**INFORMATION SHOWN**
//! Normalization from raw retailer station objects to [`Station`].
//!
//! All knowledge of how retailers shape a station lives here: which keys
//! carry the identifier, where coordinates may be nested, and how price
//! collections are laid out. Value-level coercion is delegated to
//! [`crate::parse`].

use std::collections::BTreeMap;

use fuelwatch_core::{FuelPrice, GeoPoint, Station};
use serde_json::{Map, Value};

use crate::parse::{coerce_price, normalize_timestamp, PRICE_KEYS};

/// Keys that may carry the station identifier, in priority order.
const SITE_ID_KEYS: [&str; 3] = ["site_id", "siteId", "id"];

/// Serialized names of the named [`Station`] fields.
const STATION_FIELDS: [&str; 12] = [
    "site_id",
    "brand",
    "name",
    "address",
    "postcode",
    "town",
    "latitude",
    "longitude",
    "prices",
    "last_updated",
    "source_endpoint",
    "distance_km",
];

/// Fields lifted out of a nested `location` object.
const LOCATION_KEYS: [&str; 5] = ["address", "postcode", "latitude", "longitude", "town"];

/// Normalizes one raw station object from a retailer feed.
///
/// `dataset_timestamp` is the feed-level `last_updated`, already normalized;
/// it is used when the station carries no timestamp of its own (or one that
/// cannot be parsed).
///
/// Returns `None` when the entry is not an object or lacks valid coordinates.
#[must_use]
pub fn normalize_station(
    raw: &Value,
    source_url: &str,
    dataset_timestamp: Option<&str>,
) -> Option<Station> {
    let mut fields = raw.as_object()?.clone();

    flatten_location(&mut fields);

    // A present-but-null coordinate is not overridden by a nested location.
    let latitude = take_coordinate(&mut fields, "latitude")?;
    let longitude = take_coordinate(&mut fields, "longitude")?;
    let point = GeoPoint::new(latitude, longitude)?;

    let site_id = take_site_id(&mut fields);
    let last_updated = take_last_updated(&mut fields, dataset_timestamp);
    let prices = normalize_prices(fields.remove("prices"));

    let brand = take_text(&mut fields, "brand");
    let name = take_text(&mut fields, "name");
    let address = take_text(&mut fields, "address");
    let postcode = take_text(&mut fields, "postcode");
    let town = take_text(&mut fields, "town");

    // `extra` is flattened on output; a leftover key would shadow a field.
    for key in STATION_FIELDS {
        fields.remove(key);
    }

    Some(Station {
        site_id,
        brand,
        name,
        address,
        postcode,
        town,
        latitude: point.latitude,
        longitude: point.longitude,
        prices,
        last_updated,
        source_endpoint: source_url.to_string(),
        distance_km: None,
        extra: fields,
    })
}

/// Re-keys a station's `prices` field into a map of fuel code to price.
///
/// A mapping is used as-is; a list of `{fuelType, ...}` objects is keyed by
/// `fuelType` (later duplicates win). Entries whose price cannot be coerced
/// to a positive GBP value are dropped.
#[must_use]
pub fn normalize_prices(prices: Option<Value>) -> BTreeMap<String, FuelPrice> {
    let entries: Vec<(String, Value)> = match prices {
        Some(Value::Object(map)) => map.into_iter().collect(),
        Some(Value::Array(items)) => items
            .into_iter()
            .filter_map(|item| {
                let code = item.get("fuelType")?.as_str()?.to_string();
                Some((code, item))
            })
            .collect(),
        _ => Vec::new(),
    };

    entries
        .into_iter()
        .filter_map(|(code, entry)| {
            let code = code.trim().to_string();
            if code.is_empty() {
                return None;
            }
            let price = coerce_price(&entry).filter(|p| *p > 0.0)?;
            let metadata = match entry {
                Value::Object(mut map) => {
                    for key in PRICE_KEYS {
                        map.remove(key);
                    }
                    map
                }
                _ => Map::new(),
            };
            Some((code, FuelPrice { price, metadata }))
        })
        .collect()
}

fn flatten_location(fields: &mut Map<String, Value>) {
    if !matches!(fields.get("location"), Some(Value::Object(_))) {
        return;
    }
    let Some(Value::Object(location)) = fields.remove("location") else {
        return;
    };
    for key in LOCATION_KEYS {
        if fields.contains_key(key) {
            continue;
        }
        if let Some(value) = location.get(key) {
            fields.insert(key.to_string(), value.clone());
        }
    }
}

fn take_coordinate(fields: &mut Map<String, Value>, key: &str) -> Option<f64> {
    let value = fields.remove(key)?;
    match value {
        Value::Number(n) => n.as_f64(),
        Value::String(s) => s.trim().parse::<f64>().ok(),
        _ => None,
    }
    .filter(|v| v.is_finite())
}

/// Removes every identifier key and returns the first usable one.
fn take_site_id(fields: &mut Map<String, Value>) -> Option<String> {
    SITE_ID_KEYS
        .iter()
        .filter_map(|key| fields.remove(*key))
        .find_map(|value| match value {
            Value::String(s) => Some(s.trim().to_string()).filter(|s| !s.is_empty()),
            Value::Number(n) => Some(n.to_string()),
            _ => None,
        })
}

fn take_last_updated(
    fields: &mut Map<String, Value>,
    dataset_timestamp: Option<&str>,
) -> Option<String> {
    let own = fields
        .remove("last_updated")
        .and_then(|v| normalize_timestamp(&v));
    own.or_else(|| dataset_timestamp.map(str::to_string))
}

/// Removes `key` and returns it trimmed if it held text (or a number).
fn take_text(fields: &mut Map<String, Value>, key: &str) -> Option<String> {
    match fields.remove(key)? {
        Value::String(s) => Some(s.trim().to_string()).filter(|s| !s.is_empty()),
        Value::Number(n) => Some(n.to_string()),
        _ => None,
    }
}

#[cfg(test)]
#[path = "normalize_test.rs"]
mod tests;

**TASK TO COMPLETE**
Could you retype all of the entries exactly, leaving none out?

**RESPONSE BELOW**
//! Normalization from raw retailer station objects to [`Station`].
//!
//! All knowledge of how retailers shape a station lives here: which keys
//! carry the identifier, where coordinates may be nested, and how price
//! collections are laid out. Value-level coercion is delegated to
//! [`crate::parse`].

use std::collections::BTreeMap;

use fuelwatch_core::{FuelPrice, GeoPoint, Station};
use serde_json::{Map, Value};

use crate::parse::{coerce_price, normalize_timestamp, PRICE_KEYS};

/// Keys that may carry the station identifier, in priority order.
const SITE_ID_KEYS: [&str; 3] = ["site_id", "siteId", "id"];

/// Serialized names of the named [`Station`] fields.
const STATION_FIELDS: [&str; 12] = [
    "site_id",
    "brand",
    "name",
    "address",
    "postcode",
    "town",
    "latitude",
    "longitude",
    "prices",
    "last_updated",
    "source_endpoint",
    "distance_km",
];

/// Fields lifted out of a nested `location` object.
const LOCATION_KEYS: [&str; 5] = ["address", "postcode", "latitude", "longitude", "town"];

/// Normalizes one raw station object from a retailer feed.
///
/// `dataset_timestamp` is the feed-level `last_updated`, already normalized;
/// it is used when the station carries no timestamp of its own (or one that
/// cannot be parsed).
///
/// Returns `None` when the entry is not an object or lacks valid coordinates.
#[must_use]
pub fn normalize_station(
    raw: &Value,
    source_url: &str,
    dataset_timestamp: Option<&str>,
) -> Option<Station> {
    let mut fields = raw.as_object()?.clone();

    flatten_location(&mut fields);

    // A present-but-null coordinate is not overridden by a nested location.
    let latitude = take_coordinate(&mut fields, "latitude")?;
    let longitude = take_coordinate(&mut fields, "longitude")?;
    let point = GeoPoint::new(latitude, longitude)?;

    let site_id = take_site_id(&mut fields);
    let last_updated = take_last_updated(&mut fields, dataset_timestamp);
    let prices = normalize_prices(fields.remove("prices"));

    let brand = take_text(&mut fields, "brand");
    let name = take_text(&mut fields, "name");
    let address = take_text(&mut fields, "address");
    let postcode = take_text(&mut fields, "postcode");
    let town = take_text(&mut fields, "town");

    // `extra` is flattened on output; a leftover key would shadow a field.
    for key in STATION_FIELDS {
        fields.remove(key);
    }

    Some(Station {
        site_id,
        brand,
        name,
        address,
        postcode,
        town,
        latitude: point.latitude,
        longitude: point.longitude,
        prices,
        last_updated,
        source_endpoint: source_url.to_string(),
        distance_km: None,
        extra: fields,
    })
}

/// Re-keys a station's `prices` field into a map of fuel code to price.
///
/// A mapping is used as-is; a list of `{fuelType, ...}` objects is keyed by
/// `fuelType` (later duplicates win). Entries whose price cannot be coerced
/// to a positive GBP value are dropped.
#[must_use]
pub fn normalize_prices(prices: Option<Value>) -> BTreeMap<String, FuelPrice> {
    let entries: Vec<(String, Value)> = match prices {
        Some(Value::Object(map)) => map.into_iter().collect(),
        Some(Value::Array(items)) => items
            .into_iter()
            .filter_map(|item| {
                let code = item.get("fuelType")?.as_str()?.to_string();
                Some((code, item))
            })
            .collect(),
        _ => Vec::new(),
    };

    entries
        .into_iter()
        .filter_map(|(code, entry)| {
            let code = code.trim().to_string();
            if code.is_empty() {
                return None;
            }
            let price = coerce_price(&entry).filter(|p| *p > 0.0)?;
            let metadata = match entry {
                Value::Object(mut map) => {
                    for key in PRICE_KEYS {
                        map.remove(key);
                    }
                    map
                }
                _ => Map::new(),
            };
            Some((code, FuelPrice { price, metadata }))
        })
        .collect()
}

fn flatten_location(fields: &mut Map<String, Value>) {
    if !matches!(fields.get("location"), Some(Value::Object(_))) {
        return;
    }
    let Some(Value::Object(location)) = fields.remove("location") else {
        return;
    };
    for key in LOCATION_KEYS {
        if fields.contains_key(key) {
            continue;
        }
        if let Some(value) = location.get(key) {
            fields.insert(key.to_string(), value.clone());
        }
    }
}

fn take_coordinate(fields: &mut Map<String, Value>, key: &str) -> Option<f64> {
    let value = fields.remove(key)?;
    match value {
        Value::Number(n) => n.as_f64(),
        Value::String(s) => s.trim().parse::<f64>().ok(),
        _ => None,
    }
    .filter(|v| v.is_finite())
}

/// Removes every identifier key and returns the first usable one.
fn take_site_id(fields: &mut Map<String, Value>) -> Option<String> {
    SITE_ID_KEYS
        .iter()
        .filter_map(|key| fields.remove(*key))
        .find_map(|value| match value {
            Value::String(s) => Some(s.trim().to_string()).filter(|s| !s.is_empty()),
            Value::Number(n) => Some(n.to_string()),
            _ => None,
        })
}

fn take_last_updated(
    fields: &mut Map<String, Value>,
    dataset_timestamp: Option<&str>,
) -> Option<String> {
    let own = fields
        .remove("last_updated")
        .and_then(|v| normalize_timestamp(&v));
    own.or_else(|| dataset_timestamp.map(str::to_string))
}

/// Removes `key` and returns it trimmed if it held text (or a number).
fn take_text(fields: &mut Map<String, Value>, key: &str) -> Option<String> {
    match fields.remove(key)? {
        Value::String(s) => Some(s.trim().to_string()).filter(|s| !s.is_empty()),
        Value::Number(n) => Some(n.to_string()),
        _ => None,
    }
}

#[cfg(test)]
#[path = "normalize_test.rs"]
mod tests;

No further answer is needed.